Exercise instructions:
Search the listing for the string "receiver". Copy every line that has it.

The data:
- - -

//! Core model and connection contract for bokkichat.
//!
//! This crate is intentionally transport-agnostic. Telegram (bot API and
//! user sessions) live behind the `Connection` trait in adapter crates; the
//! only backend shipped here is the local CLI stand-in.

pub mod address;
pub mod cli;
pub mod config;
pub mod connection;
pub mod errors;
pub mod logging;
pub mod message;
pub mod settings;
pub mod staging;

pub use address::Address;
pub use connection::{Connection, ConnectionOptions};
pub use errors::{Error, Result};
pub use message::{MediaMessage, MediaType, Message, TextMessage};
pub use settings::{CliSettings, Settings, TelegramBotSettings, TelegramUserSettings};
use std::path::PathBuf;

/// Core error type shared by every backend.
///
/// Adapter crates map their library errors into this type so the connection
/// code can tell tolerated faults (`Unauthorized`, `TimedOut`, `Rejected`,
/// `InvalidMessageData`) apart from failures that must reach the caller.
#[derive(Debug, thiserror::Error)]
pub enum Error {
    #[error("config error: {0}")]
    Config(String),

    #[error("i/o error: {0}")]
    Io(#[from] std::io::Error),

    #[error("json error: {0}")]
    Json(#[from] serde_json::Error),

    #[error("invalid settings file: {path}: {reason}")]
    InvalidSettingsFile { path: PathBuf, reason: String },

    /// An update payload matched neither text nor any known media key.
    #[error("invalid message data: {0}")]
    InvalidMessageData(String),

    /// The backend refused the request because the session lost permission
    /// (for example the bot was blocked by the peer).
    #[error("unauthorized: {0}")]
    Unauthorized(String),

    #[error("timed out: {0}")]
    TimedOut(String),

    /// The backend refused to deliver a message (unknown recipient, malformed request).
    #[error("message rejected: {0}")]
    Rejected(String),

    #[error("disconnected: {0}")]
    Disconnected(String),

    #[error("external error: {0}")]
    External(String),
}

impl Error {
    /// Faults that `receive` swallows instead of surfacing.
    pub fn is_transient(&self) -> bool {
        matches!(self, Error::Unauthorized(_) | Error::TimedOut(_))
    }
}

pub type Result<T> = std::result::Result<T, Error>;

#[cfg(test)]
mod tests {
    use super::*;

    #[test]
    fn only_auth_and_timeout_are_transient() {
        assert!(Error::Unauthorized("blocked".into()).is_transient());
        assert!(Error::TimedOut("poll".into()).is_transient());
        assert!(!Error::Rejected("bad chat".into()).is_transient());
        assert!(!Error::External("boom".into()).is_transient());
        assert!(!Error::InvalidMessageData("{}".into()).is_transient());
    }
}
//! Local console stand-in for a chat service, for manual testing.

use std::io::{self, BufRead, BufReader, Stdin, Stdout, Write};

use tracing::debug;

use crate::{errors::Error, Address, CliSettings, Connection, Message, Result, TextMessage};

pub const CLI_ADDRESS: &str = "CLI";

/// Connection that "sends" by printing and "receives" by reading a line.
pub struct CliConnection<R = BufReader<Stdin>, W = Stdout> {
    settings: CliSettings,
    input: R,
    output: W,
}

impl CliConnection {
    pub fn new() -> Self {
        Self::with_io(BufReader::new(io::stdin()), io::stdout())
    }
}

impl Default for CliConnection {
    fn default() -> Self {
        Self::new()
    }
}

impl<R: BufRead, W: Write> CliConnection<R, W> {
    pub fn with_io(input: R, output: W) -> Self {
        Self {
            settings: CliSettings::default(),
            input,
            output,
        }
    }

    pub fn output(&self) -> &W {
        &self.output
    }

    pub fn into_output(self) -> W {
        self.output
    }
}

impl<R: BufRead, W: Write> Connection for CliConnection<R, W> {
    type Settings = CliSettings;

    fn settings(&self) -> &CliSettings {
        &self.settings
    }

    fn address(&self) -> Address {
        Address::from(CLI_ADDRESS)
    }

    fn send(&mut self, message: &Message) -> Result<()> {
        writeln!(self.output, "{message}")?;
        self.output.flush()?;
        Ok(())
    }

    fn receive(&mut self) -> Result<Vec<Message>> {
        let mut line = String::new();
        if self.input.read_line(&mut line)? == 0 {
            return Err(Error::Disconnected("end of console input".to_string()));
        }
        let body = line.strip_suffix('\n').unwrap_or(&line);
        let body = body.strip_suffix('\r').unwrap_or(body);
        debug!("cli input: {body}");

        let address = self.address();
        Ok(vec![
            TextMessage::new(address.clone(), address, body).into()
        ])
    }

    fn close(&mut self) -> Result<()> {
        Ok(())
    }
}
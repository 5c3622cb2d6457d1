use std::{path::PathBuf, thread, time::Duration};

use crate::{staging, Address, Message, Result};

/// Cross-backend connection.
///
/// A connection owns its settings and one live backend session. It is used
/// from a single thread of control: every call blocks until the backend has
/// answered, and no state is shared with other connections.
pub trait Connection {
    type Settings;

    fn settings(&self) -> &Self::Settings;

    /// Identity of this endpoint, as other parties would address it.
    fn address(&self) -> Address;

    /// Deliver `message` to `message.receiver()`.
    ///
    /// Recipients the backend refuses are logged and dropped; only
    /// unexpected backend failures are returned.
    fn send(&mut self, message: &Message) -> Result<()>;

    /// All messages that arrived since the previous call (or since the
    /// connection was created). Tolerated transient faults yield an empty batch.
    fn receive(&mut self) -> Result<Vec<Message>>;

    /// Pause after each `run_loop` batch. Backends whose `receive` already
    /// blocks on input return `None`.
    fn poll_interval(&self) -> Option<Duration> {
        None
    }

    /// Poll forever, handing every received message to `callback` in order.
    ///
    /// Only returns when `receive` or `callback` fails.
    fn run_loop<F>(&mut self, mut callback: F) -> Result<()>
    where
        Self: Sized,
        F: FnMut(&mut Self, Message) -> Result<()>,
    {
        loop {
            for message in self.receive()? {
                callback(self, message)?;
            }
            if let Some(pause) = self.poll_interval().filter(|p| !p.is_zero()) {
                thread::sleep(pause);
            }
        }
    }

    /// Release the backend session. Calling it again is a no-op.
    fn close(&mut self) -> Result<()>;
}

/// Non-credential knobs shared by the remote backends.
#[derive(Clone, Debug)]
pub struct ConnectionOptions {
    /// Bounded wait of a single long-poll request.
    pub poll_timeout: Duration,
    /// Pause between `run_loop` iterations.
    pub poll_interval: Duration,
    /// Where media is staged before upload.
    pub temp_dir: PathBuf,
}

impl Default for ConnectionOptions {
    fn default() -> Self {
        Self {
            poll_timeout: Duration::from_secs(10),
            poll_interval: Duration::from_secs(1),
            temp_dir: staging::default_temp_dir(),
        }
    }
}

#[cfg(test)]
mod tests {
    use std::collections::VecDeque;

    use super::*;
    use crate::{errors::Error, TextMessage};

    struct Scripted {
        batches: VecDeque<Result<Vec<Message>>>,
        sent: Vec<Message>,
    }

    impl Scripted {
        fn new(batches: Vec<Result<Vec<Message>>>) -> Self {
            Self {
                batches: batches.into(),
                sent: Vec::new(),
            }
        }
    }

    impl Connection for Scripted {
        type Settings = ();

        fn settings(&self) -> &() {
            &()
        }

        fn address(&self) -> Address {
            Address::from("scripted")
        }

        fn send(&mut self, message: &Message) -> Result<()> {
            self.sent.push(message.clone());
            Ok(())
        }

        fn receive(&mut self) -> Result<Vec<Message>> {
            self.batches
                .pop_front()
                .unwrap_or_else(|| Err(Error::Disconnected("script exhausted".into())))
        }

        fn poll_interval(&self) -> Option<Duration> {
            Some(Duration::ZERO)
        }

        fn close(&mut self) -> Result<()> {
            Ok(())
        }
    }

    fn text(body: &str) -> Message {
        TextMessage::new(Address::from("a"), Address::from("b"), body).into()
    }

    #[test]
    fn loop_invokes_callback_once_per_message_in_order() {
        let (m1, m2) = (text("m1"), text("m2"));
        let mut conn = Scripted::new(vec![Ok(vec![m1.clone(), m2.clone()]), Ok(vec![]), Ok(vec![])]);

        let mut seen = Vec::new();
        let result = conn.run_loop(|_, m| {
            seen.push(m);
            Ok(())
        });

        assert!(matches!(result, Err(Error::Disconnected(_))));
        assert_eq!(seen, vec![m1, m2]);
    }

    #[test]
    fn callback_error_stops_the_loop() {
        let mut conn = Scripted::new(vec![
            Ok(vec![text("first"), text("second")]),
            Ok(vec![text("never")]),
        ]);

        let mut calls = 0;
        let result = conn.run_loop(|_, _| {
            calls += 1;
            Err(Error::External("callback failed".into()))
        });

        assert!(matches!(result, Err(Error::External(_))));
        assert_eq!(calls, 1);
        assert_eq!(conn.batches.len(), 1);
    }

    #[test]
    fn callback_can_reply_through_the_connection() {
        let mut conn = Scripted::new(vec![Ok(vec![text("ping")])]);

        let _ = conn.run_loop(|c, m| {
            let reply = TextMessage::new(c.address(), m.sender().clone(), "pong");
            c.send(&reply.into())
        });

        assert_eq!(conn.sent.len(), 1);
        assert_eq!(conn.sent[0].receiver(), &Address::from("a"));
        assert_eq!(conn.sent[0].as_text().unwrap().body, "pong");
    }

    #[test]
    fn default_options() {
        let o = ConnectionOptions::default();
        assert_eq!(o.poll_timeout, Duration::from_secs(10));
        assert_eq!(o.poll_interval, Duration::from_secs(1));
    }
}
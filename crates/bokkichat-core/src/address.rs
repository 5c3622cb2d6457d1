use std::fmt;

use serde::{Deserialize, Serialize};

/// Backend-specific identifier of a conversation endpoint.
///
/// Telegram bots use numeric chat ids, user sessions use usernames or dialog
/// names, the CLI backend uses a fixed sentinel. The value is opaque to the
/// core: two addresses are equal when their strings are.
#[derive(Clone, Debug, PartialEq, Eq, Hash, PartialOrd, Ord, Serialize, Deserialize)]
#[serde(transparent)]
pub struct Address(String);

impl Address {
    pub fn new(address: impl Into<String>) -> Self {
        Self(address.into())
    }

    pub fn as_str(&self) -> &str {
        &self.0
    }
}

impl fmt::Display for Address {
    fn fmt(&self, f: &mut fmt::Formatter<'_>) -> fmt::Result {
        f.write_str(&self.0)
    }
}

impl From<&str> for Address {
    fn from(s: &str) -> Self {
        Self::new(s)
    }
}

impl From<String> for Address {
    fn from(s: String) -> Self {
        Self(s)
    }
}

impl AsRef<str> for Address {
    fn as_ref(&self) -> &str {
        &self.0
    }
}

- - -

Reply:
    /// Deliver `message` to `message.receiver()`.
        assert_eq!(conn.sent[0].receiver(), &Address::from("a"));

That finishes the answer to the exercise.